● **WHAT YOU SHOULD DO**
The number needed is how many lines of the data hold the string "model". Give that number and nothing more.

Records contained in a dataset

◇ ◇ ◇ ◇ ◇ ◇ ◇

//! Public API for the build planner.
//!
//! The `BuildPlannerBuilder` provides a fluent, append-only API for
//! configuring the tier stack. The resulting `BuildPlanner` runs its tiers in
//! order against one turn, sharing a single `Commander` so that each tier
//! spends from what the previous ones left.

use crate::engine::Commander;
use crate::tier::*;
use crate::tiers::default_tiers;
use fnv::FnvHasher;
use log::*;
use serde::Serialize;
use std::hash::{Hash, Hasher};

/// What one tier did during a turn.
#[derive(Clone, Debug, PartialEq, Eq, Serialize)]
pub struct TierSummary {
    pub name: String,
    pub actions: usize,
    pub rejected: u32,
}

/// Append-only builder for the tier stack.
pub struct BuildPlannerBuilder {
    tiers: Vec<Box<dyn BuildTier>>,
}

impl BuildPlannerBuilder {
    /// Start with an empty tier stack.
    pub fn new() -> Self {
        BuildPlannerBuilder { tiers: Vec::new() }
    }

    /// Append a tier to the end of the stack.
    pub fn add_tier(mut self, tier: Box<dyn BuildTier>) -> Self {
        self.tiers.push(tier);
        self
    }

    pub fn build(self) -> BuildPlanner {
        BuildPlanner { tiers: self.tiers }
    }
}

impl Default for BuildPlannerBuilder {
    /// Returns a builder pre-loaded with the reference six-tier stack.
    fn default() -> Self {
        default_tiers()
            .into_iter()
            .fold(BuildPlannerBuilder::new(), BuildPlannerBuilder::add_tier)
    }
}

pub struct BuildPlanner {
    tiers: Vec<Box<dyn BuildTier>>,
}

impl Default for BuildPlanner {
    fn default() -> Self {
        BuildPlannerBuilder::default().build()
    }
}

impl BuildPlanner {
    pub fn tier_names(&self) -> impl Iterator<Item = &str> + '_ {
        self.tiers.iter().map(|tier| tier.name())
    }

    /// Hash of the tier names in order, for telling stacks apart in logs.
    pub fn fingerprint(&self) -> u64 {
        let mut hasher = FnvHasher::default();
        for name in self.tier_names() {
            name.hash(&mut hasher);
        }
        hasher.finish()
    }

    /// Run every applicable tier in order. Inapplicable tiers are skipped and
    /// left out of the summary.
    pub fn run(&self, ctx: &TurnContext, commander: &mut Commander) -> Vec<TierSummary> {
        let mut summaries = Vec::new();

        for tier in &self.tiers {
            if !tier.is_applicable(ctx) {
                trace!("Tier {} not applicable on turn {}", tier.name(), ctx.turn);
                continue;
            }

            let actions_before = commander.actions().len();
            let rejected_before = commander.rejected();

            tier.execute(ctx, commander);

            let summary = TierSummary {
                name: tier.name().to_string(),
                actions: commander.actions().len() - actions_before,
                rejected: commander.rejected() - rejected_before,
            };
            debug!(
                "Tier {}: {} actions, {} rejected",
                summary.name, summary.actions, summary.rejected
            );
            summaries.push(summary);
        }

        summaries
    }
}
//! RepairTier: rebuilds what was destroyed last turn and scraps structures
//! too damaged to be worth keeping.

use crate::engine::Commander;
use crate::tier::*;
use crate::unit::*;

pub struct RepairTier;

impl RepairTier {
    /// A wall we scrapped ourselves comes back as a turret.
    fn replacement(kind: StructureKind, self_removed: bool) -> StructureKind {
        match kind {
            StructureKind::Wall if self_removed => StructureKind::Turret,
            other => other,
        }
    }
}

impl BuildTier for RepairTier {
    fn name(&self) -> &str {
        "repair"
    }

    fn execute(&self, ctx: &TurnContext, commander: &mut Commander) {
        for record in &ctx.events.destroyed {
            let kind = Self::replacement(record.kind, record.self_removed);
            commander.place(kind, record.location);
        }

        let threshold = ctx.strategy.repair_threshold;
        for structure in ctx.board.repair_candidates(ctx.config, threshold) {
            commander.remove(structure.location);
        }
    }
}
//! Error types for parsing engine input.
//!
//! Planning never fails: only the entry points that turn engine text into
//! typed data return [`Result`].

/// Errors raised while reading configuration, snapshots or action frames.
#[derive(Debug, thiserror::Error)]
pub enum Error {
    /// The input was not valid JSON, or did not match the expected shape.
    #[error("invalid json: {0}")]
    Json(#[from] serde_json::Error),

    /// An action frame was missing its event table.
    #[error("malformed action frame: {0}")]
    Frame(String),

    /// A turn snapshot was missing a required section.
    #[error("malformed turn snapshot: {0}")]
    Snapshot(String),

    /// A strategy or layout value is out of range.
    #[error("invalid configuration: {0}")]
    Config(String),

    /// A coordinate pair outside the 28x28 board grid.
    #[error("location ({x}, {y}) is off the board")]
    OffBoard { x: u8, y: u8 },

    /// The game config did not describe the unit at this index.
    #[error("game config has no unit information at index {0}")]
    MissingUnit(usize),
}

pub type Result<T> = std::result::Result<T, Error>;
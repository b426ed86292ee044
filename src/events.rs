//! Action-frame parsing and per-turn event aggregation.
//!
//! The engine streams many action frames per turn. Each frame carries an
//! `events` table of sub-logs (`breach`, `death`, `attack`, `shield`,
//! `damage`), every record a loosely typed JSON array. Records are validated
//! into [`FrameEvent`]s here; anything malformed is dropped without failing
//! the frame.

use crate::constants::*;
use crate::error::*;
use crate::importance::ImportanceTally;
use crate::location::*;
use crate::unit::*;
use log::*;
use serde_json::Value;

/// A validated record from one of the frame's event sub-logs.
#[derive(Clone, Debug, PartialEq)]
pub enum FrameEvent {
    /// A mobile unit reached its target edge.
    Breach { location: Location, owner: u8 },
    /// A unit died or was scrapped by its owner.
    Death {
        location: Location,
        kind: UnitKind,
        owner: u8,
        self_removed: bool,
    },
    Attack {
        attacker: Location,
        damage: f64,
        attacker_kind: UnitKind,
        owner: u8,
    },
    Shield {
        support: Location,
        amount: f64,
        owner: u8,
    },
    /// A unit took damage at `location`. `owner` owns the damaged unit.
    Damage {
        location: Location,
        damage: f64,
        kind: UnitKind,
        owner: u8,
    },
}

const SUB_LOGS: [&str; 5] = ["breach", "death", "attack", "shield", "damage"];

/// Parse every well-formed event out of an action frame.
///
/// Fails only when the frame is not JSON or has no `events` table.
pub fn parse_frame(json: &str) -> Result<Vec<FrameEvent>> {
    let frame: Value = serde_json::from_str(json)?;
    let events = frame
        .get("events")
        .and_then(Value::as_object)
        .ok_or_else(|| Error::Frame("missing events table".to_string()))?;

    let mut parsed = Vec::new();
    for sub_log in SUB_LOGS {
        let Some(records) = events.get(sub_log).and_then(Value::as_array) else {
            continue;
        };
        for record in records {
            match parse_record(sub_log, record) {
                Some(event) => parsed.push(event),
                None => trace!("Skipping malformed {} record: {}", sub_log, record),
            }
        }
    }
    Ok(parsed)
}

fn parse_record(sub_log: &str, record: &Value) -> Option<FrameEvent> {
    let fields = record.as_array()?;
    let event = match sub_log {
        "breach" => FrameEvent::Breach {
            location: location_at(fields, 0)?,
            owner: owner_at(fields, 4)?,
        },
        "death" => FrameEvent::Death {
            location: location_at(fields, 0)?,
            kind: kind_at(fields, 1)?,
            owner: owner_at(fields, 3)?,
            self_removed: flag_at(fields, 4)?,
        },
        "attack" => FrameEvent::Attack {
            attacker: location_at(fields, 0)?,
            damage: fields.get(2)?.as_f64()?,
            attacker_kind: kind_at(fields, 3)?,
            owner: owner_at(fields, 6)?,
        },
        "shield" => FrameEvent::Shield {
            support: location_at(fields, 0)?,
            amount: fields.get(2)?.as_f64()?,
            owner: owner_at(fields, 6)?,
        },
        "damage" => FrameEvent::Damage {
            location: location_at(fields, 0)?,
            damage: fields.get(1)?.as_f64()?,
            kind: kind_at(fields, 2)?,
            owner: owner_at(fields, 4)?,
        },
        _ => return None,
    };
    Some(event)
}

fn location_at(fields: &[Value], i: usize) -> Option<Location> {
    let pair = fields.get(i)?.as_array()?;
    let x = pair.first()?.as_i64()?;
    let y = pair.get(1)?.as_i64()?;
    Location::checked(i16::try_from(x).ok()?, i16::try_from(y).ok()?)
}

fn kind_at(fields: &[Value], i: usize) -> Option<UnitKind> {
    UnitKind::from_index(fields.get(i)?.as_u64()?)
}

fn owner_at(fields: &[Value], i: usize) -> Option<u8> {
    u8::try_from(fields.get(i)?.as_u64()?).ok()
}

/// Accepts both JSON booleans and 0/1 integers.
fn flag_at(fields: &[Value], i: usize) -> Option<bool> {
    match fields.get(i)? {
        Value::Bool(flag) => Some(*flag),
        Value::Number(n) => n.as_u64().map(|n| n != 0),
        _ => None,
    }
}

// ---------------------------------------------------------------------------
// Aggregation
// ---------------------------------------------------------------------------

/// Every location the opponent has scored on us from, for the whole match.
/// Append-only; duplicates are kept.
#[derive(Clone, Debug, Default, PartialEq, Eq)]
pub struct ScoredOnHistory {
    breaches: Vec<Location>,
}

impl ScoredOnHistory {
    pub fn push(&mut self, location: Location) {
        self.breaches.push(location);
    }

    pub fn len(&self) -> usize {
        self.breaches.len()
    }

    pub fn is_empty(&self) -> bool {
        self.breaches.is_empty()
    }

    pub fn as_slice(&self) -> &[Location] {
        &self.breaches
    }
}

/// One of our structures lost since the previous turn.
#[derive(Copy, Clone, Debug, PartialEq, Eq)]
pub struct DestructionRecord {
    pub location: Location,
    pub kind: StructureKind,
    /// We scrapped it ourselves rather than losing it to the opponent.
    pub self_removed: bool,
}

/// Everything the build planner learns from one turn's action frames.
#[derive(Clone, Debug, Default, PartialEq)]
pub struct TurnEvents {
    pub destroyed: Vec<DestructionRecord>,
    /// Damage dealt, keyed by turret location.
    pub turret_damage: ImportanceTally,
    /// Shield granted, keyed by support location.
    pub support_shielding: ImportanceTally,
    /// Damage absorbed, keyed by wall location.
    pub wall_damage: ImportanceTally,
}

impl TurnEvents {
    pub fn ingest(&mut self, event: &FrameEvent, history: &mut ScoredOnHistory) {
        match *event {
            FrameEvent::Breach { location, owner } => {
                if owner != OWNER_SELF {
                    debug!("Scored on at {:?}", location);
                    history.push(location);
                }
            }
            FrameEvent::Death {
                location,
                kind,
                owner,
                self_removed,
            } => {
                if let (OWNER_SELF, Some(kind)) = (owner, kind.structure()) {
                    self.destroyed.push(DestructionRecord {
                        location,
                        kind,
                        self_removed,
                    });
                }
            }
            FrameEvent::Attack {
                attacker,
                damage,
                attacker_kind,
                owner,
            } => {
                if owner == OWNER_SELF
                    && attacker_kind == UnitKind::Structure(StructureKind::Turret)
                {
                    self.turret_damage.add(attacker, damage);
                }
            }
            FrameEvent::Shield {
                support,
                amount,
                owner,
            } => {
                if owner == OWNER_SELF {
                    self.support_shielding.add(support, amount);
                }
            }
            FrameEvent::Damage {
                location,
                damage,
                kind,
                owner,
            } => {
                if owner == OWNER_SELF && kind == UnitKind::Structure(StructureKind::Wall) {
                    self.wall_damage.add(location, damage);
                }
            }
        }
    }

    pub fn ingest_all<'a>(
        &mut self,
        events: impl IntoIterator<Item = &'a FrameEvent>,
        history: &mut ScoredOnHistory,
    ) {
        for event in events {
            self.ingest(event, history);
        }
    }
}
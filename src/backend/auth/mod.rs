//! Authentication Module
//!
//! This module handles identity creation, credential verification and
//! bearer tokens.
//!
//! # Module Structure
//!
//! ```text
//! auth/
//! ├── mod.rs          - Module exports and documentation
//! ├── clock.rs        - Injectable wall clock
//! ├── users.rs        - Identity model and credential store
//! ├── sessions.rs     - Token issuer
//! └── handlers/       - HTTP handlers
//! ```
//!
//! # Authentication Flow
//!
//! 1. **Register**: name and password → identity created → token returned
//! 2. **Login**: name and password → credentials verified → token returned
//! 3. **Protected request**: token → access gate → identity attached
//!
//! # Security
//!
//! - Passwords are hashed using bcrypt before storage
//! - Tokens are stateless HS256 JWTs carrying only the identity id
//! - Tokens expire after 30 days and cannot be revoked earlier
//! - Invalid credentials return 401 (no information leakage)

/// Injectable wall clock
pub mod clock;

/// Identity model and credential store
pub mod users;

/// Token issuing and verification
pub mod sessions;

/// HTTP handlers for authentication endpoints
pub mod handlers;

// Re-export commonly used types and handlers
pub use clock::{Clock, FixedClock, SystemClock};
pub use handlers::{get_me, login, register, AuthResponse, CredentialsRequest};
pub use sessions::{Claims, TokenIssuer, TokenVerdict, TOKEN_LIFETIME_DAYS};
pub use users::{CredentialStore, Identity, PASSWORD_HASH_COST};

◇ ◇ ◇ ◇ ◇ ◇ ◇

● **ANSWER TO THIS PROBLEM**
2